Activated spleen tyrosine kinase (Syk) leads to phosphorylation of the scaffold protein, BLNK, which provides multiple sites for tyrosine phosphorylation and recruits SH2-containing enzymes and adaptor proteins that can form various multiprotein signaling complexes. In this way, CD19 can modulate the threshold for B cell activation. This is important during primary immune response, prior to affinity maturation, amplifying the response of low affinity BCRs to low concentrations of antigen.

== Interactions ==

CD19 has been shown to interact with:
- CD81
- CD82
- Complement receptor 2
- VAV2

==In disease==

=== Autoimmunity & immunodeficiency ===
Mutations in CD19 are associated with severe immunodeficiency syndromes characterized by diminished antibody production. Additionally, mutations in CD21 and CD81 can also underlie primary immunodeficiency due to their role in the CD19/CD21 complex formation. These mutations can lead to hypogammaglobulinaemia as a result of poor response to antigen and defective immunological memory. Researchers found changes in the constitution of B lymphocyte population and reduced amounts of switched memory B cells with high terminal differentiation potential in patients with Down syndrome. CD19 has also been implicated in autoimmune diseases, including rheumatoid arthritis and multiple sclerosis, and may be a useful treatment target.

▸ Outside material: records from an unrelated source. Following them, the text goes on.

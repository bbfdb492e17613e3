use axum::{
    extract::State,
    http::StatusCode,
    routing::{delete, get, post, put},
    Router,
};
use tracing::{instrument, warn};

use super::{
    extract::{Json, Path, Query},
    ApiError,
};
use crate::{
    adapters::inbound::http::{BusinessListParams, BusinessPayload, Envelope},
    app_state::AppState,
    domain::{
        ingestion::CancellationGuard,
        models::{Business, BusinessId, PageMeta},
    },
};

pub fn router() -> Router<AppState> {
    Router::new()
        .route("/create", post(create_business))
        .route("/create-v2", post(create_generated_businesses))
        .route("/get-one/:id", get(get_business))
        .route("/get-one-v2/:id", get(get_business_with_staffs))
        .route("/get-list", get(list_businesses))
        .route("/get-list-v2", get(list_businesses_with_staffs))
        .route("/update/:id", put(update_business))
        .route("/delete/:id", delete(delete_business))
}

type BusinessList = Json<Envelope<Vec<Business>, PageMeta>>;

#[instrument(name = "POST /business/create", skip(app_state))]
async fn create_business(
    State(app_state): State<AppState>,
    Json(payload): Json<BusinessPayload>,
) -> Result<(StatusCode, Json<Envelope<Business>>), ApiError> {
    let business = app_state
        .business_service
        .create_business(payload.into())
        .await?;

    Ok((StatusCode::CREATED, Json(Envelope::data(business))))
}

#[instrument(name = "POST /business/create-v2", skip(app_state))]
async fn create_generated_businesses(
    State(app_state): State<AppState>,
) -> Result<(StatusCode, Json<Envelope<Vec<Business>>>), ApiError> {
    // Dropping the handler future (client gone) drops the guard and stops the workers.
    let (_guard, cancel) = CancellationGuard::new();

    let report = app_state
        .business_service
        .create_generated_businesses(cancel)
        .await?;

    if !report.is_complete() {
        warn!(summary = %report.summary(), "Bulk creation finished with failures");
        return Err(ApiError::internal(report.summary()));
    }

    Ok((
        StatusCode::CREATED,
        Json(Envelope::data(report.into_businesses())),
    ))
}

#[instrument(name = "GET /business/get-one/:id", skip(app_state))]
async fn get_business(
    State(app_state): State<AppState>,
    Path(id): Path<BusinessId>,
) -> Result<Json<Envelope<Business>>, ApiError> {
    let business = app_state.business_service.get_business(id).await?;
    Ok(Json(Envelope::data(business)))
}

#[instrument(name = "GET /business/get-one-v2/:id", skip(app_state))]
async fn get_business_with_staffs(
    State(app_state): State<AppState>,
    Path(id): Path<BusinessId>,
) -> Result<Json<Envelope<Business>>, ApiError> {
    let business = app_state
        .business_service
        .get_business_with_staffs(id)
        .await?;
    Ok(Json(Envelope::data(business)))
}

#[instrument(name = "GET /business/get-list", skip(app_state))]
async fn list_businesses(
    State(app_state): State<AppState>,
    Query(params): Query<BusinessListParams>,
) -> Result<BusinessList, ApiError> {
    let page = app_state
        .business_service
        .list_businesses(params.into())
        .await?;
    Ok(Json(page.into()))
}

#[instrument(name = "GET /business/get-list-v2", skip(app_state))]
async fn list_businesses_with_staffs(
    State(app_state): State<AppState>,
    Query(params): Query<BusinessListParams>,
) -> Result<BusinessList, ApiError> {
    let page = app_state
        .business_service
        .list_businesses_with_staffs(params.into())
        .await?;
    Ok(Json(page.into()))
}

#[instrument(name = "PUT /business/update/:id", skip(app_state))]
async fn update_business(
    State(app_state): State<AppState>,
    Path(id): Path<BusinessId>,
    Json(payload): Json<BusinessPayload>,
) -> Result<Json<Envelope<Business>>, ApiError> {
    let business = app_state
        .business_service
        .update_business(id, payload.into())
        .await?;
    Ok(Json(Envelope::data(business)))
}

#[instrument(name = "DELETE /business/delete/:id", skip(app_state))]
async fn delete_business(
    State(app_state): State<AppState>,
    Path(id): Path<BusinessId>,
) -> Result<StatusCode, ApiError> {
    app_state.business_service.delete_business(id).await?;
    Ok(StatusCode::NO_CONTENT)
}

Mouse model research shows that CD19 deficiency can lead to hyporesponsiveness to transmembrane signals and weak T cell dependent humoral response, that in turn leads to an overall impaired humoral immune response. Additionally CD19 plays a role in modulating MHC Class II expression and signaling, which can be affected by mutations. CD19 deficient B cells exhibit selective growth disadvantage; therefore, it is rare for CD19 to be absent in neoplastic B cells, as it is essential for development.

=== Cancer ===
Since CD19 is a marker of B cells, the protein has been used to diagnose cancers that arise from this type of cell - notably B cell lymphomas, acute lymphoblastic leukemia (ALL), and chronic lymphocytic leukemia (CLL). The majority of B cell malignancies express normal to high levels of CD19. The most current experimental anti-CD19 immunotoxins in development work by exploiting the widespread presence of CD19 on B cells, with expression highly conserved in most neoplastic B cells, to direct treatment specifically towards B-cell cancers. However, it is now emerging that the protein plays an active role in driving the growth of these cancers, most intriguingly by stabilizing the concentrations of the MYC oncoprotein. This suggests that CD19 and its downstream signaling may be a more attractive therapeutic target than initially suspected.

CD19-targeted therapies based on T cells that express CD19-specific chimeric antigen receptors (CARs) have been utilized for their antitumor abilities in patients with CD19^{+} lymphoma and leukemia, first against Non-Hodgkin's Lymphoma (NHL), then against CLL in 2011, and then against ALL in 2013. CAR-19 T cells are genetically modified T cells that express a targeting moiety on their surface that confers T cell receptor (TCR) specificity towards CD19^{+} cells. CD19 activates the TCR signaling cascade that leads to proliferation, cytokine production, and ultimately lysis of the target cells, which in this case are CD19^{+} B cells. CAR-19 T cells are more effective than anti-CD19 immunotoxins because they can proliferate and remain in the body for a longer period of time. This comes with a caveat since now CD19^{−} immune escape facilitated by splice variants, point mutations, and lineage switching can form as a major form of therapeutic resistance for patients with ALL.